In the UK a nonprofit organization may take any of the following forms:
- unincorporated association
- charitable trust
- charitable incorporated organisation (CIO)
- company limited by guarantee
- charter organization, including livery companies
- charitable company
- community interest company (CIC)
- community benefit society
- cooperative society

Of these, a charitable trust, charitable incorporated association, or charitable company is required to be charitable, while the others may be for a charitable purpose or not. Unincorporated associations may be for any non-profit purpose, but do not have legal personality and so cannot own property, enter into contracts, sue or be sued in their own name and the liability of their members and officers is unlimited. Charitable unincorporated associations are nonetheless common because they require no registration or other bureaucracy to set up and are not subject to stringent controls on the nature of their activities.

== United States ==

After a nonprofit organization has been formed at the state level, the organization may seek recognition of tax-exempt status with respect to U.S. federal income tax. That is done typically by applying to the Internal Revenue Service (IRS), although statutory exemptions exist for limited types of nonprofit organization. The IRS, after reviewing the application to ensure the organization meets the conditions to be recognized as a tax-exempt organization (such as the purpose, limitations on spending, and internal safeguards for a charity), may issue an authorization letter to the nonprofit granting it tax-exempt status for income-tax payment, filing, and deductibility purposes. The exemption does not apply to other federal taxes such as employment taxes. Additionally, a tax-exempt organization must pay federal tax on income that is unrelated to their exempt purpose. Failure to maintain operations in conformity to the laws may result in the loss of tax-exempt status.

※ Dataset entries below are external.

impl Constant {
    fn tag(&self) -> u8 {
        match self {
            Constant::Utf8(_) => ConstantUtf8::TAG,
            Constant::Int(_) => ConstantInteger::TAG,
            Constant::Float(_) => ConstantFloat::TAG,
            Constant::Long(_) => ConstantLong::TAG,
            Constant::Double(_) => ConstantDouble::TAG,
            Constant::Class(_) => ConstantClass::TAG,
            Constant::String(_) => ConstantString::TAG,
            Constant::FieldRef(_) => ConstantFieldRef::TAG,
            Constant::MethodRef(_) => ConstantMethodRef::TAG,
            Constant::InterfaceMethodRef(_) => ConstantInterfaceMethodRef::TAG,
            Constant::NameAndType(_) => ConstantNameAndType::TAG,
            Constant::Placeholder => 0,
        }
    }

    /// Number of pool slots this entry occupies.
    pub fn width(&self) -> u16 {
        match self {
            Constant::Long(_) | Constant::Double(_) => 2,
            _ => 1,
        }
    }

    pub fn expect_utf8(&self) -> Option<&str> {
        match self {
            Constant::Utf8(ConstantUtf8 { text }) => Some(text),
            _ => None,
        }
    }

    pub fn expect_class(&self) -> Option<u16> {
        match self {
            Constant::Class(ConstantClass { name_index }) => Some(*name_index),
            _ => None,
        }
    }

    pub fn expect_name_and_type(&self) -> Option<ConstantNameAndType> {
        match self {
            Constant::NameAndType(x) => Some(*x),
            _ => None,
        }
    }

    fn dedup_key(&self) -> Option<PoolKey> {
        Some(match self {
            Constant::Utf8(v) => PoolKey::Utf8(v.text.clone()),
            Constant::Int(v) => PoolKey::Int(v.value),
            Constant::Float(v) => PoolKey::Float(v.value.to_bits()),
            Constant::Long(v) => PoolKey::Long(v.value),
            Constant::Double(v) => PoolKey::Double(v.value.to_bits()),
            Constant::Class(v) => PoolKey::Class(v.name_index),
            Constant::String(v) => PoolKey::String(v.string_index),
            Constant::FieldRef(v) => PoolKey::FieldRef(v.class_index, v.name_and_type_index),
            Constant::MethodRef(v) => PoolKey::MethodRef(v.class_index, v.name_and_type_index),
            Constant::InterfaceMethodRef(v) => {
                PoolKey::InterfaceMethodRef(v.class_index, v.name_and_type_index)
            }
            Constant::NameAndType(v) => PoolKey::NameAndType(v.name_index, v.descriptor_index),
            Constant::Placeholder => return None,
        })
    }
}
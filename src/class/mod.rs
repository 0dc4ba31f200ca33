pub mod attribute;
pub mod class_file;
pub mod constant;
pub mod loader;
pub mod version;

pub use class_file::{AccessFlags, ClassFile, FieldInfo, MethodInfo};
pub use constant::{Constant, ConstantPool};
pub use version::ClassVersion;
//! Backward liveness analysis over the instruction list, dead store
//! detection and the first-fit register allocator that consumes the computed
//! live ranges.

use crate::instruction::list::{ExceptionHandler, LocalVariable};
use crate::instruction::{Instruction, LocalKind};

/// A plain bit set over small indices.
#[derive(Debug, Clone, Default, PartialEq, Eq)]
pub struct BitSet {
    words: Vec<u64>,
}

impl BitSet {
    pub fn new() -> BitSet {
        BitSet::default()
    }

    pub fn insert(&mut self, bit: usize) -> bool {
        let word = bit / 64;
        if word >= self.words.len() {
            self.words.resize(word + 1, 0);
        }

        let mask = 1u64 << (bit % 64);
        let was_set = self.words[word] & mask != 0;
        self.words[word] |= mask;
        !was_set
    }

    pub fn remove(&mut self, bit: usize) {
        if let Some(word) = self.words.get_mut(bit / 64) {
            *word &= !(1u64 << (bit % 64));
        }
    }

    pub fn contains(&self, bit: usize) -> bool {
        match self.words.get(bit / 64) {
            Some(word) => word & (1u64 << (bit % 64)) != 0,
            None => false,
        }
    }

    pub fn is_empty(&self) -> bool {
        self.words.iter().all(|w| *w == 0)
    }

    /// Union in `other`, reporting whether anything changed.
    pub fn union_with(&mut self, other: &BitSet) -> bool {
        if other.words.len() > self.words.len() {
            self.words.resize(other.words.len(), 0);
        }

        let mut changed = false;
        for (dest, src) in self.words.iter_mut().zip(&other.words) {
            let merged = *dest | *src;
            changed |= merged != *dest;
            *dest = merged;
        }

        changed
    }

    pub fn intersects(&self, other: &BitSet) -> bool {
        self.words
            .iter()
            .zip(&other.words)
            .any(|(a, b)| a & b != 0)
    }

    pub fn iter(&self) -> impl Iterator<Item = usize> + '_ {
        self.words.iter().enumerate().flat_map(|(index, word)| {
            (0..64)
                .filter(move |bit| word & (1u64 << bit) != 0)
                .map(move |bit| index * 64 + bit)
        })
    }

    /// Collapse set bits into inclusive index ranges, in ascending order.
    pub fn ranges(&self) -> Vec<(usize, usize)> {
        let mut ranges: Vec<(usize, usize)> = Vec::new();
        for bit in self.iter() {
            match ranges.last_mut() {
                Some((_, end)) if *end + 1 == bit => *end = bit,
                _ => ranges.push((bit, bit)),
            }
        }

        ranges
    }
}

/// Control flow successors per instruction, including the entry of every
/// handler wrapping it.
pub(crate) fn successors(
    instructions: &[Instruction],
    label_indices: &[usize],
    handlers: &[ExceptionHandler],
) -> Vec<Vec<usize>> {
    let count = instructions.len();
    let mut result = Vec::with_capacity(count);

    for (index, instruction) in instructions.iter().enumerate() {
        let mut next = Vec::new();

        if instruction.falls_through() && index + 1 < count {
            next.push(index + 1);
        }

        let mut targets = Vec::new();
        instruction.branch_targets(&mut targets);
        for target in targets {
            next.push(label_indices[target.0 as usize]);
        }

        for handler in handlers {
            let start = label_indices[handler.start.0 as usize];
            let end = label_indices[handler.end.0 as usize];
            if index >= start && index < end {
                next.push(label_indices[handler.handler.0 as usize]);
            }
        }

        next.sort_unstable();
        next.dedup();
        result.push(next);
    }

    result
}

fn use_def(instruction: &Instruction) -> (Option<u16>, Option<u16>) {
    match instruction {
        Instruction::LocalOp { kind, var } => match kind {
            LocalKind::Load(_) | LocalKind::Ret => (Some(var.0), None),
            LocalKind::Store(_) => (None, Some(var.0)),
        },
        // iinc reads and writes its variable in place.
        Instruction::Iinc { var, .. } => (Some(var.0), Some(var.0)),
        _ => (None, None),
    }
}

pub(crate) struct LivenessResult {
    /// Per instruction: variables live on entry.
    pub live_in: Vec<BitSet>,
    /// Indices of store instructions whose value is never observed.
    pub dead_stores: Vec<usize>,
}

/// Standard backward data flow to a fixed point:
/// `live_out[i] = U live_in[succ]`, `live_in[i] = use[i] | (live_out[i] - def[i])`.
pub(crate) fn analyze(instructions: &[Instruction], successors: &[Vec<usize>]) -> LivenessResult {
    let count = instructions.len();
    let mut live_in = vec![BitSet::new(); count];

    let mut changed = true;
    while changed {
        changed = false;

        for index in (0..count).rev() {
            let mut out = BitSet::new();
            for &succ in &successors[index] {
                out.union_with(&live_in[succ]);
            }

            let (used, defined) = use_def(&instructions[index]);
            if let Some(var) = defined {
                if used != defined {
                    out.remove(var as usize);
                }
            }
            if let Some(var) = used {
                out.insert(var as usize);
            }

            if live_in[index] != out {
                live_in[index] = out;
                changed = true;
            }
        }
    }

    let mut dead_stores = Vec::new();
    for (index, instruction) in instructions.iter().enumerate() {
        if let Instruction::LocalOp {
            kind: LocalKind::Store(_),
            var,
        } = instruction
        {
            let mut live_out = false;
            for &succ in &successors[index] {
                if live_in[succ].contains(var.0 as usize) {
                    live_out = true;
                    break;
                }
            }

            if !live_out {
                dead_stores.push(index);
            }
        }
    }

    LivenessResult {
        live_in,
        dead_stores,
    }
}

/// Project the per-instruction live sets into a per-variable live range.
pub(crate) fn live_ranges(live_in: &[BitSet], var_count: usize) -> Vec<BitSet> {
    let mut ranges = vec![BitSet::new(); var_count];

    for (index, live) in live_in.iter().enumerate() {
        for var in live.iter() {
            ranges[var].insert(index);
        }
    }

    ranges
}

/// First-fit register allocation. Pinned variables keep their registers;
/// the rest are placed at the lowest register whose occupants never overlap
/// them, two consecutive registers for double word types. Returns
/// `max_locals`.
pub(crate) fn allocate(variables: &mut [LocalVariable], param_words: u16) -> u16 {
    let mut max_locals = param_words;

    for index in 0..variables.len() {
        let register = match variables[index].pinned {
            Some(register) => register,
            None => {
                if variables[index].live.is_empty() {
                    // Never live; no register reserved.
                    continue;
                }

                let width = variables[index].ty.word_size();
                let mut candidate = 0u16;
                'search: loop {
                    for other in variables.iter() {
                        let other_register = match (other.pinned, other.register) {
                            (Some(r), _) => r,
                            (None, Some(r)) => r,
                            (None, None) => continue,
                        };

                        let other_width = other.ty.word_size();
                        let disjoint = candidate + width <= other_register
                            || other_register + other_width <= candidate;
                        if disjoint {
                            continue;
                        }

                        // Occupants conflict only while their live ranges
                        // overlap; a parameter register is reusable once the
                        // parameter is dead.
                        if other.live.intersects(&variables[index].live) {
                            candidate += 1;
                            continue 'search;
                        }
                    }

                    break candidate;
                }
            }
        };

        variables[index].register = Some(register);
        max_locals = max_locals.max(register + variables[index].ty.word_size());
    }

    max_locals
}

#[cfg(test)]
mod tests {
    use super::*;

    #[test]
    fn bitset_basics() {
        let mut set = BitSet::new();
        assert!(set.insert(3));
        assert!(!set.insert(3));
        assert!(set.insert(130));
        assert!(set.contains(3));
        assert!(!set.contains(4));
        assert_eq!(set.iter().collect::<Vec<_>>(), vec![3, 130]);

        set.insert(4);
        set.insert(5);
        assert_eq!(set.ranges(), vec![(3, 5), (130, 130)]);
    }

    #[test]
    fn bitset_union() {
        let mut a = BitSet::new();
        a.insert(1);
        let mut b = BitSet::new();
        b.insert(70);

        assert!(a.union_with(&b));
        assert!(!a.union_with(&b));
        assert!(a.contains(1));
        assert!(a.contains(70));
        assert!(a.intersects(&b));
    }
}
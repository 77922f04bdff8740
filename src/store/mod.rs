//! Per-user resume persistence
//! One stored resume per user, overwritten on each upload

pub mod file;
pub mod memory;

pub use file::FileResumeStore;
pub use memory::MemoryResumeStore;

use crate::error::{Result, AtsMatcherError};
use async_trait::async_trait;

/// Key-value text store keyed by normalized user id.
#[async_trait]
pub trait ResumeStore: Send + Sync {
    /// Overwrite the stored resume text for a user. Atomic from the
    /// caller's perspective: a concurrent load never sees a partial write.
    async fn save(&self, user: &str, text: &str) -> Result<()>;

    /// Load the stored resume text for a user, `None` when no prior save
    /// occurred. Never fails for a missing entry.
    async fn load(&self, user: &str) -> Result<Option<String>>;
}

#[async_trait]
impl<S: ResumeStore + ?Sized> ResumeStore for std::sync::Arc<S> {
    async fn save(&self, user: &str, text: &str) -> Result<()> {
        (**self).save(user, text).await
    }

    async fn load(&self, user: &str) -> Result<Option<String>> {
        (**self).load(user).await
    }
}

/// Canonical case-insensitive storage key for a user id.
pub fn normalize_user(user: &str) -> Result<String> {
    let normalized = user.trim().to_lowercase();
    if normalized.is_empty() {
        return Err(AtsMatcherError::InvalidInput("User id is empty".to_string()));
    }
    if normalized.contains(['/', '\\', '.']) {
        return Err(AtsMatcherError::InvalidInput(format!(
            "User id contains invalid characters: {}",
            user
        )));
    }
    Ok(normalized)
}
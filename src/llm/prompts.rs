//! Fixed instructional prompt for resume / job description matching

/// Prompt templates for the matching pipeline. The analysis prompt asks the
/// model for five sections, each rendered as a markdown table.
#[derive(Debug, Clone)]
pub struct PromptTemplates {
    pub match_analysis: String,
}

impl Default for PromptTemplates {
    fn default() -> Self {
        Self {
            match_analysis: MATCH_ANALYSIS_TEMPLATE.to_string(),
        }
    }
}

/// Parameters for prompt template substitution
#[derive(Debug, Clone)]
pub struct PromptParams {
    pub resume_content: String,
    pub job_content: String,
}

impl PromptTemplates {
    /// Render the full analysis prompt. Both inputs are embedded verbatim;
    /// no sanitization or truncation happens here.
    pub fn render_match_analysis(&self, params: &PromptParams) -> String {
        self.match_analysis
            .replace("{job}", &params.job_content)
            .replace("{resume}", &params.resume_content)
    }
}

const MATCH_ANALYSIS_TEMPLATE: &str = r#"I am applying for a job and want to optimize my resume for better alignment with the job description. Follow these structured steps carefully to analyze, compare, and refine my resume, keeping it natural, human-like, and ATS-friendly. Your output should be clean, concise, and strictly in markdown table format for all relevant sections.

---

### 1. Extract Responsibilities & Qualifications
- Identify all core responsibilities and qualifications from the job description.
- Distinguish between Required and Preferred or "Nice to Have" qualifications.
- Present both categories in separate markdown tables with two columns:
  - Column 1: Category (Responsibility or Qualification)
  - Column 2: Extracted Text

---

### 2. Mismatch Analysis (Tabular Format)
- Compare my resume line-by-line with the job qualifications (from Required and Preferred).
- Use my work experience section and skills section to find matches.
- Use this scoring rule:
  - 80-100% = Clearly mentioned or strongly implied
  - 50-79% = Partially related or indirectly referenced
  - <50% = Missing or unclear

- Present the output in a markdown table with these columns:
  - Column 1: Job Qualification
  - Column 2: Resume Match % Estimate
  - Column 3: Match (🟢 Yes / 🟡 Partial / 🔴 No)

Use markdown table syntax only. Do not include any extra text before or after the table.

At the end of this section, give an Approximate ATS Match Score (0-100%) based on overall alignment with the job, on its own line in the form "ATS Match Score: NN%".

---

### 3. Experience Refinement (Bullet Point Adjustments)
- Only use my work experience section for this task.
- For each company, review all bullets. Modify bullets to better reflect the job description without overexaggerating.
- If multiple bullets in the same job need changes, include all of them.
- Preserve authenticity while improving ATS friendliness.

Present your suggestions in a markdown table with these columns:
  - Column 1: Company Name
  - Column 2: Original Bullet
  - Column 3: Modified Bullet
  - Column 4: Reason for Change

Do not use bullet points or explanations outside the table.

---

### 4. Change Log for Bullet Points
- Track only those bullets that were actually modified in the Experience Refinement section.
- Skip any bullets that remained unchanged.
- Present them clearly and concisely.

Format this as a markdown table with 3 columns:
  - Company Name
  - What Was Changed
  - Why

---

### 5. Skills Section Enhancement
- Analyze my current skills section.
- Suggest additions, adjustments, or removals based on the job description.
- Focus on tools, platforms, certifications, and relevant buzzwords.
- Prioritize industry keywords and CRM/digital/data stack tools if applicable.
- If a preferred/bonus skill is not harmful, retain it rather than remove it.

Present this in a markdown table with 3 columns:
  - Existing Skill
  - Suggested Action (Keep, Remove, Replace, Add)
  - Reason / JD Relevance

---

Important guidelines:
- Use markdown tables only for structured data.
- Maintain a human, natural tone in refinements.
- Keep suggestions ATS-friendly and realistic.
- Do not include introductory text before tables.

---

Now, analyze and refine the resume below using the job description provided.

Job Description:
{job}

Resume:
{resume}
"#;
//! Provider response processing module

pub mod response_parser;

pub use response_parser::{AnalysisResult, FitBand, MatchVerdict, QualificationMatch, ResponseParser};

Individual states and localities offer nonprofits exemptions from other taxes such as sales tax or property tax. Federal tax-exempt status does not guarantee exemption from state and local taxes and vice versa. These exemptions generally have separate applications, and their requirements may differ from the IRS requirements. Furthermore, even a tax-exempt organization may be required to file annual financial reports (IRS Form 990) at the state and federal levels. A tax-exempt organization's 990 forms are required to be available for public scrutiny.

=== Governance ===

The board of directors has ultimate control over the organization, but typically an executive director is hired. In some cases, the board is elected by a membership, but commonly, the board of directors is self-perpetuating. In these 'board-only' organizations, board members nominate new members and vote on their fellow directors' nominations. Part VI Governance, Management, and Disclosure, section A, question 7a of the Form 990 asks "Did the organization have members, stockholders, or other persons who had the power to elect or appoint one or more members of the governing body?"; the IRS instructions added "(other than the organization's governing body itself, acting in such capacity)".

== Zimbabwe ==
In February 2023, Zimbabwean President Emmerson Mnangagwa announced that he will sign into law the Private Voluntary Organization (PVO) Bill. The PVO Bill was introduced in 2021, seeking to restrict and supervise civil society in Zimbabwe.